Giugno 1967, Muro Occidentale di Gerusalemme. All’indomani della Guerra dei Sei giorni, Wiesel vede sfilare migliaia di uomini e donne, «in uno strano raccoglimento». E confusi tra quei volti prendono vita i personaggi di questo romanzo, composto di getto in quell’anno, come un impetuoso flusso di coscienza nel quale si mescolano la realtà e la finzione, la memoria e il desiderio.
«I pazzi muti e i mendicanti sognatori, i maestri e i loro discepoli, i cantori e i loro alleati, i giusti e i loro nemici, gli ubriachi e i cantastorie, i bambini morti e immortali, sì, tutti i personaggi di tutti i miei libri mi avevano seguito per fare atto di presenza e testimoniare al mio posto, attraverso di me!».
In un ritmo incalzante, si intrecciano le memorie della diaspora, la tragedia della Shoah, i combattimenti per Gerusalemme. Sullo sfondo la grande tradizione spirituale ebraica e una Gerusalemme crepuscolare, il cui tramonto «brusco, selvaggio, stringe il cuore per poi calmarlo».
Nato in Romania nel 1928, Elie Wiesel è sopravvissuto ad Auschwitz e Buchenwald.
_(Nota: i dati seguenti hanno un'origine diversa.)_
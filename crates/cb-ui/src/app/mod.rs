//! Main application: terminal setup and the event loop

mod board;
mod state;

pub use board::{Board, ViewOptions};
pub use state::{AppMode, AppState};

use anyhow::Result;
use crossterm::{
    event::{DisableMouseCapture, EnableMouseCapture},
    execute,
    terminal::{disable_raw_mode, enable_raw_mode, EnterAlternateScreen, LeaveAlternateScreen},
};
use ratatui::prelude::*;
use std::io::{self, Stdout};
use std::time::Duration;

use crate::events::{self, Event};
use crate::render;
use crate::theme::Theme;

/// Main application
pub struct App {
    /// The view session
    pub board: Board,
    /// Terminal
    terminal: Terminal<CrosstermBackend<Stdout>>,
    /// Colors
    theme: Theme,
}

impl App {
    /// Take over the terminal for `board`
    pub fn new(board: Board) -> Result<Self> {
        // Install panic hook to restore terminal on panic
        let original_hook = std::panic::take_hook();
        std::panic::set_hook(Box::new(move |panic_info| {
            let _ = disable_raw_mode();
            let _ = execute!(io::stdout(), LeaveAlternateScreen, DisableMouseCapture);
            original_hook(panic_info);
        }));

        enable_raw_mode()?;
        let mut stdout = io::stdout();
        execute!(stdout, EnterAlternateScreen, EnableMouseCapture)?;
        let backend = CrosstermBackend::new(stdout);
        let terminal = Terminal::new(backend)?;

        Ok(Self {
            board,
            terminal,
            theme: Theme::default(),
        })
    }

    /// Run the main application loop
    pub fn run(&mut self) -> Result<()> {
        loop {
            self.draw()?;

            match events::poll(Duration::from_millis(100))? {
                Event::Input(key) => self.board.handle_key(key),
                // draw() picks up the new size
                Event::Resize(_, _) | Event::Tick => {}
            }

            if self.board.state.should_quit {
                break;
            }
        }

        Ok(())
    }

    fn draw(&mut self) -> Result<()> {
        let board = &self.board;
        let theme = &self.theme;
        self.terminal
            .draw(|frame| render::draw(frame, board, theme))?;
        Ok(())
    }
}

impl Drop for App {
    fn drop(&mut self) {
        let _ = disable_raw_mode();
        let _ = execute!(self.terminal.backend_mut(), LeaveAlternateScreen, DisableMouseCapture);
        let _ = self.terminal.show_cursor();
    }
}
//! Configuration management for comment-board

use crate::comment::model::{Author, CurrentUser};
use crate::comment::sort::SortMode;
use crate::comment::validator::{CommentValidator, MAX_COMMENT_LENGTH};
use crate::error::{BoardError, Result};
use serde::{Deserialize, Serialize};
use std::fmt;
use std::fs;
use std::path::{Path, PathBuf};
use std::str::FromStr;
use tracing::debug;

/// Project-local configuration file, relative to the working directory
pub const LOCAL_CONFIG_PATH: &str = ".comment-board/config.toml";

/// Default list endpoint of the mock server
pub const DEFAULT_REMOTE_URL: &str = "http://localhost:3004/list";

/// Main configuration structure
#[derive(Debug, Clone, Default, Serialize, Deserialize)]
#[serde(default)]
pub struct Config {
    /// Where the initial list comes from
    pub source: SourceConfig,
    /// The local identity
    pub user: UserConfig,
    /// List behaviour
    pub list: ListConfig,
    /// UI settings
    pub ui: UiConfig,
}

impl Config {
    /// Read a configuration file
    pub fn load(path: &Path) -> Result<Self> {
        if !path.exists() {
            return Err(BoardError::FileNotFound(path.to_path_buf()));
        }
        let content = fs::read_to_string(path)?;
        Self::from_toml(&content)
            .map_err(|e| e.with_context(format!("Failed to read {}", path.display())))
    }

    /// Parse configuration from TOML text
    pub fn from_toml(content: &str) -> Result<Self> {
        toml::from_str(content).map_err(|e| BoardError::Toml(e.to_string()))
    }

    /// Render as TOML
    pub fn to_toml(&self) -> Result<String> {
        toml::to_string_pretty(self).map_err(|e| BoardError::Toml(e.to_string()))
    }

    /// Locate and read the configuration
    ///
    /// An explicit path must exist. Otherwise the project-local file is
    /// tried, then the per-user file, then defaults are used.
    pub fn discover(explicit: Option<&Path>) -> Result<(Self, Option<PathBuf>)> {
        if let Some(path) = explicit {
            return Ok((Self::load(path)?, Some(path.to_path_buf())));
        }

        for candidate in Self::search_paths() {
            if candidate.exists() {
                debug!("Using configuration {:?}", candidate);
                let config = Self::load(&candidate)?;
                return Ok((config, Some(candidate)));
            }
        }

        debug!("No configuration file found, using defaults");
        Ok((Self::default(), None))
    }

    /// Candidate configuration files, most specific first
    pub fn search_paths() -> Vec<PathBuf> {
        let mut paths = vec![PathBuf::from(LOCAL_CONFIG_PATH)];
        if let Some(user) = user_config_path() {
            paths.push(user);
        }
        paths
    }

    /// The configured local identity
    pub fn current_user(&self) -> CurrentUser {
        CurrentUser::new(Author::new(
            self.user.id.clone(),
            self.user.display_name.clone(),
            self.user.avatar.clone(),
        ))
    }

    /// Validator for new comments
    pub fn validator(&self) -> CommentValidator {
        CommentValidator::with_max_length(self.list.max_comment_length)
    }

    /// Check values that TOML alone cannot enforce
    pub fn validate(&self) -> Result<()> {
        if self.user.id.trim().is_empty() {
            return Err(BoardError::Config("user.id must not be empty".to_string()));
        }
        if self.list.max_comment_length == 0 {
            return Err(BoardError::Config(
                "list.max_comment_length must be positive".to_string(),
            ));
        }
        if self.source.kind == SourceKind::Remote && self.source.url.trim().is_empty() {
            return Err(BoardError::Config(
                "source.url is required for the remote source".to_string(),
            ));
        }
        Ok(())
    }
}

/// Per-user configuration file
pub fn user_config_path() -> Option<PathBuf> {
    directories::ProjectDirs::from("com", "comment-board", "comment-board")
        .map(|dirs| dirs.config_dir().join("config.toml"))
        .or_else(|| dirs::home_dir().map(|home| home.join(".comment-board").join("config.toml")))
}

/// Kind of comment source
#[derive(Debug, Clone, Copy, PartialEq, Eq, Default, Serialize, Deserialize)]
#[serde(rename_all = "lowercase")]
pub enum SourceKind {
    /// Built-in seed list
    Static,
    /// HTTP list endpoint
    #[default]
    Remote,
    /// Local JSON file
    File,
}

impl fmt::Display for SourceKind {
    fn fmt(&self, f: &mut fmt::Formatter<'_>) -> fmt::Result {
        match self {
            SourceKind::Static => write!(f, "static"),
            SourceKind::Remote => write!(f, "remote"),
            SourceKind::File => write!(f, "file"),
        }
    }
}

impl FromStr for SourceKind {
    type Err = BoardError;

    fn from_str(s: &str) -> Result<Self> {
        match s.trim().to_lowercase().as_str() {
            "static" | "seed" => Ok(SourceKind::Static),
            "remote" | "http" => Ok(SourceKind::Remote),
            "file" | "json" => Ok(SourceKind::File),
            other => Err(BoardError::Validation(format!(
                "Unknown source '{}' (expected static, remote or file)",
                other
            ))),
        }
    }
}

/// Source-related configuration
#[derive(Debug, Clone, Serialize, Deserialize)]
#[serde(default)]
pub struct SourceConfig {
    /// Which source to use
    pub kind: SourceKind,
    /// List endpoint for the remote source
    pub url: String,
    /// JSON file for the file source
    pub path: PathBuf,
    /// Request timeout in seconds
    pub timeout_secs: u64,
}

impl Default for SourceConfig {
    fn default() -> Self {
        Self {
            kind: SourceKind::Remote,
            url: DEFAULT_REMOTE_URL.to_string(),
            path: PathBuf::from("db.json"),
            timeout_secs: 10,
        }
    }
}

/// Local identity configuration
#[derive(Debug, Clone, Serialize, Deserialize)]
#[serde(default)]
pub struct UserConfig {
    /// User id, compared against comment authors
    pub id: String,
    /// Name attached to published comments
    pub display_name: String,
    /// Avatar reference
    pub avatar: String,
}

impl Default for UserConfig {
    fn default() -> Self {
        let seed = crate::source::seed_user();
        Self {
            id: seed.id.0,
            display_name: seed.display_name,
            avatar: seed.avatar,
        }
    }
}

/// List-related configuration
#[derive(Debug, Clone, Serialize, Deserialize)]
#[serde(default)]
pub struct ListConfig {
    /// Tab selected at startup
    pub default_sort: SortMode,
    /// Maximum comment length in characters
    pub max_comment_length: usize,
}

impl Default for ListConfig {
    fn default() -> Self {
        Self {
            default_sort: SortMode::ByLikesDescending,
            max_comment_length: MAX_COMMENT_LENGTH,
        }
    }
}

/// UI-related configuration
#[derive(Debug, Clone, Serialize, Deserialize)]
#[serde(default)]
pub struct UiConfig {
    /// Show avatar references next to names
    pub show_avatars: bool,
}

impl Default for UiConfig {
    fn default() -> Self {
        Self { show_avatars: true }
    }
}

#[cfg(test)]
mod tests {
    use super::*;
    use std::io::Write;

    #[test]
    fn test_default_config() {
        let config = Config::default();
        assert_eq!(config.source.kind, SourceKind::Remote);
        assert_eq!(config.source.url, DEFAULT_REMOTE_URL);
        assert_eq!(config.list.default_sort, SortMode::ByLikesDescending);
        assert_eq!(config.user.id, "30009257");
        assert!(config.validate().is_ok());
    }

    #[test]
    fn test_config_serialization() {
        let config = Config::default();
        let toml = config.to_toml().unwrap();
        assert!(toml.contains("[source]"));
        assert!(toml.contains("[user]"));
        assert!(toml.contains("default_sort = \"hot\""));

        let config2 = Config::from_toml(&toml).unwrap();
        assert_eq!(config.source.timeout_secs, config2.source.timeout_secs);
    }

    #[test]
    fn test_partial_config_uses_defaults() {
        let config = Config::from_toml("[source]\nkind = \"static\"\n\n[list]\ndefault_sort = \"time\"\n")
            .unwrap();
        assert_eq!(config.source.kind, SourceKind::Static);
        assert_eq!(config.list.default_sort, SortMode::ByCreatedAtDescending);
        assert_eq!(config.list.max_comment_length, MAX_COMMENT_LENGTH);
    }

    #[test]
    fn test_invalid_toml() {
        assert!(matches!(
            Config::from_toml("[source\nkind="),
            Err(BoardError::Toml(_))
        ));
    }

    #[test]
    fn test_validate_rejects_empty_user() {
        let mut config = Config::default();
        config.user.id = String::new();
        assert!(matches!(config.validate(), Err(BoardError::Config(_))));
    }

    #[test]
    fn test_current_user_from_config() {
        let mut config = Config::default();
        config.user.id = "42".to_string();
        assert_eq!(config.current_user().id().as_str(), "42");
    }

    #[test]
    fn test_load_explicit_path() {
        let mut file = tempfile::NamedTempFile::new().unwrap();
        writeln!(file, "[user]\nid = \"7\"\ndisplay_name = \"Tester\"").unwrap();

        let (config, path) = Config::discover(Some(file.path())).unwrap();
        assert_eq!(config.user.display_name, "Tester");
        assert_eq!(path.as_deref(), Some(file.path()));
    }

    #[test]
    fn test_load_missing_explicit_path() {
        let result = Config::discover(Some(Path::new("/nonexistent/comment-board.toml")));
        assert!(matches!(result, Err(BoardError::FileNotFound(_))));
    }

    #[test]
    fn test_source_kind_parse() {
        assert_eq!("static".parse::<SourceKind>().unwrap(), SourceKind::Static);
        assert_eq!("HTTP".parse::<SourceKind>().unwrap(), SourceKind::Remote);
        assert!("ftp".parse::<SourceKind>().is_err());
    }
}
Filosofo e scrittore, strenuo difensore dei diritti dell’uomo, ha ricevuto il premio Nobel per la pace nel 1986. Autore di romanzi tradotti in tutto il mondo, nel 1968 con Il mendicante di Gerusalemme ha vinto in Francia il Prix Médicis.
Ma fino ad oggi il romanzo non era mai stato tradotto in italiano.